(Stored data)
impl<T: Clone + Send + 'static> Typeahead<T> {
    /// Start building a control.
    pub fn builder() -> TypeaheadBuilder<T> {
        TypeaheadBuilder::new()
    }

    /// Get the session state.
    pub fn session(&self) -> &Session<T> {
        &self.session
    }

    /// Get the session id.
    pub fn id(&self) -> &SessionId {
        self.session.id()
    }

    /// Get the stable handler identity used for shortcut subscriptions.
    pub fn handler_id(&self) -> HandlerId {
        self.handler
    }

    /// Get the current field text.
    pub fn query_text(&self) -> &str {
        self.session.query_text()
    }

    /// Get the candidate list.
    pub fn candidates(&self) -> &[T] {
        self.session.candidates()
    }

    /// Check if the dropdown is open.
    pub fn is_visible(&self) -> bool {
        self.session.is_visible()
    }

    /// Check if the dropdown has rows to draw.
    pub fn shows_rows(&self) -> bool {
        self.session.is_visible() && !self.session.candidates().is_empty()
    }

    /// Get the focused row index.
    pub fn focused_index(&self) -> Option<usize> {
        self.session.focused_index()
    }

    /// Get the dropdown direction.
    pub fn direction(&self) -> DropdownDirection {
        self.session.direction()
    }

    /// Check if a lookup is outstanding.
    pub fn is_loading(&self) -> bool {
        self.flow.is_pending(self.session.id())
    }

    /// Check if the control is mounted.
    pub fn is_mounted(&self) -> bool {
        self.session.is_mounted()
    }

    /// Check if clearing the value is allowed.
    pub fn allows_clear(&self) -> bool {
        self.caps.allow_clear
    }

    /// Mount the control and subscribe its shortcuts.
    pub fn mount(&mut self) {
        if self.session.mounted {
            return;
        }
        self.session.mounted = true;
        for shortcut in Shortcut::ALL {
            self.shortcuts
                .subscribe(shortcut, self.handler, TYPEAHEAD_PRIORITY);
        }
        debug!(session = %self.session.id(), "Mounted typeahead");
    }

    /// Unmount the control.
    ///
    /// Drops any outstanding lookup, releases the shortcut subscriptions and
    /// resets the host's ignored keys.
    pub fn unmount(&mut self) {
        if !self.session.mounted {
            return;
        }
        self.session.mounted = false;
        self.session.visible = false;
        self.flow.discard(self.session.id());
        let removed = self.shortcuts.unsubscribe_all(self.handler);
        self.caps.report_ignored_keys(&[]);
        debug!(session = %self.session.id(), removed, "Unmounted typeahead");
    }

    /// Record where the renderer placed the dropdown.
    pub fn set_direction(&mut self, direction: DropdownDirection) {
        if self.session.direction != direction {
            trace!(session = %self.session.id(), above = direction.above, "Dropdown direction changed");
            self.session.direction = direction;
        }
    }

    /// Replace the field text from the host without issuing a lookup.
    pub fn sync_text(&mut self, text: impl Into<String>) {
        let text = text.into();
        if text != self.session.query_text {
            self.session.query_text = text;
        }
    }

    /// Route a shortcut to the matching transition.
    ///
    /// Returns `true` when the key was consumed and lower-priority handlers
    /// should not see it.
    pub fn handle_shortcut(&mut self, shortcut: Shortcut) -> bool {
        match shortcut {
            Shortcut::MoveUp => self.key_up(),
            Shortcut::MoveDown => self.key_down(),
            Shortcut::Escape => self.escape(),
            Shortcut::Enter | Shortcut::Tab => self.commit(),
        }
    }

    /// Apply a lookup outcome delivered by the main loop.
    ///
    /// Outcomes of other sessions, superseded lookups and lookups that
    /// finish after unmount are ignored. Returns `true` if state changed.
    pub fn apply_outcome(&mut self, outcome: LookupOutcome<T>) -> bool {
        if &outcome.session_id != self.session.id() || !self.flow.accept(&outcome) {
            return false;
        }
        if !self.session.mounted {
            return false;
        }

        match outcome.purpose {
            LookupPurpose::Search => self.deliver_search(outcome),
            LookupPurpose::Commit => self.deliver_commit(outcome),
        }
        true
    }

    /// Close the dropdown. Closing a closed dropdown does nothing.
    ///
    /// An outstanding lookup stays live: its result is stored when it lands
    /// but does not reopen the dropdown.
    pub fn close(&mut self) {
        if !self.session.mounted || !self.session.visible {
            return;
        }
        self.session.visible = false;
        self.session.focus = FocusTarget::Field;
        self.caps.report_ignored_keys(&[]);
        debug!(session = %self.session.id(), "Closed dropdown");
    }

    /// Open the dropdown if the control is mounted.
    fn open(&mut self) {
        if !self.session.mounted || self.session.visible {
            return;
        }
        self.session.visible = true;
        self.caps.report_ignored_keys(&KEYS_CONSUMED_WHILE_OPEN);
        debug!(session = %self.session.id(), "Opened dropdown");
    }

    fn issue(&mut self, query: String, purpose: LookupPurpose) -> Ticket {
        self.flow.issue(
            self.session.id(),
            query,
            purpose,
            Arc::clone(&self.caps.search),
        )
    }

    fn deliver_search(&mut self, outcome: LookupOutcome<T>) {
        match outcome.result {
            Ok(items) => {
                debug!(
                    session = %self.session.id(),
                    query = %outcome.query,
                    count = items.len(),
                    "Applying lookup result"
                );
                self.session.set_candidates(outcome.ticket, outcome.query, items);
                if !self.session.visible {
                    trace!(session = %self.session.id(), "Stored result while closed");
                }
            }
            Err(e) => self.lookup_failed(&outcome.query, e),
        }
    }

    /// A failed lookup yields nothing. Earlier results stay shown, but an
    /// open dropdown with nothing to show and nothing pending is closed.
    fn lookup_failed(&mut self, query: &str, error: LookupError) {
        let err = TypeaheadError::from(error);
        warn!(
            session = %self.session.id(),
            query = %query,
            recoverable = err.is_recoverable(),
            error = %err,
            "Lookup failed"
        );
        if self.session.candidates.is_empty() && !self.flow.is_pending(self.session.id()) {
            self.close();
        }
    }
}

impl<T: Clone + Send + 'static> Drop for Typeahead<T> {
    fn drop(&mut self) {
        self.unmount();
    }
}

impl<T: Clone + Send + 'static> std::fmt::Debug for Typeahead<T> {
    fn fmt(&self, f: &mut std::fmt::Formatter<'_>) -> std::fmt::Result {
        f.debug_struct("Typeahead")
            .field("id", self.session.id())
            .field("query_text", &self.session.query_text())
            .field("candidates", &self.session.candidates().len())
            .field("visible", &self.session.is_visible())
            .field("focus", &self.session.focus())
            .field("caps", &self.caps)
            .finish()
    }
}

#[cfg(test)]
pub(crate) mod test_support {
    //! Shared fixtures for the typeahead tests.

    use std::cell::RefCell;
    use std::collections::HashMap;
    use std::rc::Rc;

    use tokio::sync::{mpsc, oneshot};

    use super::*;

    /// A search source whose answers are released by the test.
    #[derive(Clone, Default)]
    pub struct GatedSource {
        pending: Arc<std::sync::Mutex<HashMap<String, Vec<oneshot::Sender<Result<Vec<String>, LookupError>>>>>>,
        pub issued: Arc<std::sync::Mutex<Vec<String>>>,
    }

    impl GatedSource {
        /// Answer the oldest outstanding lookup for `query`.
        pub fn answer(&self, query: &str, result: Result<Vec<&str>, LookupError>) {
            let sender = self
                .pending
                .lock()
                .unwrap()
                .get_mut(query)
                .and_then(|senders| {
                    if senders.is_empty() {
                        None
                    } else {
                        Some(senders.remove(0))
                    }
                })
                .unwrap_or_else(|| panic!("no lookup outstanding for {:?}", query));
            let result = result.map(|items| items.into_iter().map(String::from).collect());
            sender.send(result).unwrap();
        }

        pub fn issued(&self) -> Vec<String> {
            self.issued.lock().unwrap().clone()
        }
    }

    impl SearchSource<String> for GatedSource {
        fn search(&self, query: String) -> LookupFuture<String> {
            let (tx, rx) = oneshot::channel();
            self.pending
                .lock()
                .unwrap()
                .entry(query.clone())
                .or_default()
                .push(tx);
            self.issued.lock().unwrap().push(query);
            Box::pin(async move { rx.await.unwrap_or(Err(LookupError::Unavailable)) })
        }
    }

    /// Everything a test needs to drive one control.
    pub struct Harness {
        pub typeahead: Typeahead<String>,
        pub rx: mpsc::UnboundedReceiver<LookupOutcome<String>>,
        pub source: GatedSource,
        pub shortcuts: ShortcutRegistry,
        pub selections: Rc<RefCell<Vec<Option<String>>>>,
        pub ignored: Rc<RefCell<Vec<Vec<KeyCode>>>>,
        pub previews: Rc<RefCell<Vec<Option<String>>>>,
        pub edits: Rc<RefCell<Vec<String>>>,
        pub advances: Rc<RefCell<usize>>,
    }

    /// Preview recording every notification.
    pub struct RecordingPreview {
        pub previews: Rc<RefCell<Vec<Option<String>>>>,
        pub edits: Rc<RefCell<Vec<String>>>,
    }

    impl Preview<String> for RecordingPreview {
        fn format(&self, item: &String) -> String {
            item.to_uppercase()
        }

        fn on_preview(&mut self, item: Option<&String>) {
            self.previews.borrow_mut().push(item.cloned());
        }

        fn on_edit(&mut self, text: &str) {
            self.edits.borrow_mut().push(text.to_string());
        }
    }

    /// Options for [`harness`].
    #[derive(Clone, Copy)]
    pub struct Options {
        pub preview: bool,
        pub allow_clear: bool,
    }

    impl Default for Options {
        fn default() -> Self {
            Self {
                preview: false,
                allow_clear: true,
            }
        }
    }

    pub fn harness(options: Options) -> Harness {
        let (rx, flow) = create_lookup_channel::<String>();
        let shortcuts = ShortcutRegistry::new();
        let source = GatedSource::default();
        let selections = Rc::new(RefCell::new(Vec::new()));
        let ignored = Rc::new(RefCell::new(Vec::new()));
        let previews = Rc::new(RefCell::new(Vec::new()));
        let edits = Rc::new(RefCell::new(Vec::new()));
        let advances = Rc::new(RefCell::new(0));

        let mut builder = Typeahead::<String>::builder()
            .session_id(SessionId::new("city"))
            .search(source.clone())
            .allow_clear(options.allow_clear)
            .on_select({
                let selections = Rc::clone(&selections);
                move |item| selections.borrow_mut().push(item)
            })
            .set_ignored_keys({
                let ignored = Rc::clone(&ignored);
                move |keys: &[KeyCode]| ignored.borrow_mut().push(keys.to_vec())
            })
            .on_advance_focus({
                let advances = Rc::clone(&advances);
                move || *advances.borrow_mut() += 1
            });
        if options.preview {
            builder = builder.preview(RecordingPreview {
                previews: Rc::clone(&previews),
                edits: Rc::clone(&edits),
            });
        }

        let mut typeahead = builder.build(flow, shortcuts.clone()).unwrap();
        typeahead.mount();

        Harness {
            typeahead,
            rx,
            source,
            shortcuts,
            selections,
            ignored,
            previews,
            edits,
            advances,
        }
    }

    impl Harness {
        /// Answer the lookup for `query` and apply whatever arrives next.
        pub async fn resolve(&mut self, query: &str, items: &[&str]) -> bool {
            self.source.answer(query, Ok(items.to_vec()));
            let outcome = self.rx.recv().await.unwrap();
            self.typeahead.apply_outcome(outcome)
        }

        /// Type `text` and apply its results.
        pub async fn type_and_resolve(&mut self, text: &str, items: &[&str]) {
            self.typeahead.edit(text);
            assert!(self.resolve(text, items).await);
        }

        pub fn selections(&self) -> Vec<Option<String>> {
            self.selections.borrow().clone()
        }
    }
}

» What you should do:
In the data above, retype exactly and only the lines between the one holding "self.session.direction = direction;" and the one holding "when it lands", inclusive.

» Reply:
            self.session.direction = direction;
        }
    }

    /// Replace the field text from the host without issuing a lookup.
    pub fn sync_text(&mut self, text: impl Into<String>) {
        let text = text.into();
        if text != self.session.query_text {
            self.session.query_text = text;
        }
    }

    /// Route a shortcut to the matching transition.
    ///
    /// Returns `true` when the key was consumed and lower-priority handlers
    /// should not see it.
    pub fn handle_shortcut(&mut self, shortcut: Shortcut) -> bool {
        match shortcut {
            Shortcut::MoveUp => self.key_up(),
            Shortcut::MoveDown => self.key_down(),
            Shortcut::Escape => self.escape(),
            Shortcut::Enter | Shortcut::Tab => self.commit(),
        }
    }

    /// Apply a lookup outcome delivered by the main loop.
    ///
    /// Outcomes of other sessions, superseded lookups and lookups that
    /// finish after unmount are ignored. Returns `true` if state changed.
    pub fn apply_outcome(&mut self, outcome: LookupOutcome<T>) -> bool {
        if &outcome.session_id != self.session.id() || !self.flow.accept(&outcome) {
            return false;
        }
        if !self.session.mounted {
            return false;
        }

        match outcome.purpose {
            LookupPurpose::Search => self.deliver_search(outcome),
            LookupPurpose::Commit => self.deliver_commit(outcome),
        }
        true
    }

    /// Close the dropdown. Closing a closed dropdown does nothing.
    ///
    /// An outstanding lookup stays live: its result is stored when it lands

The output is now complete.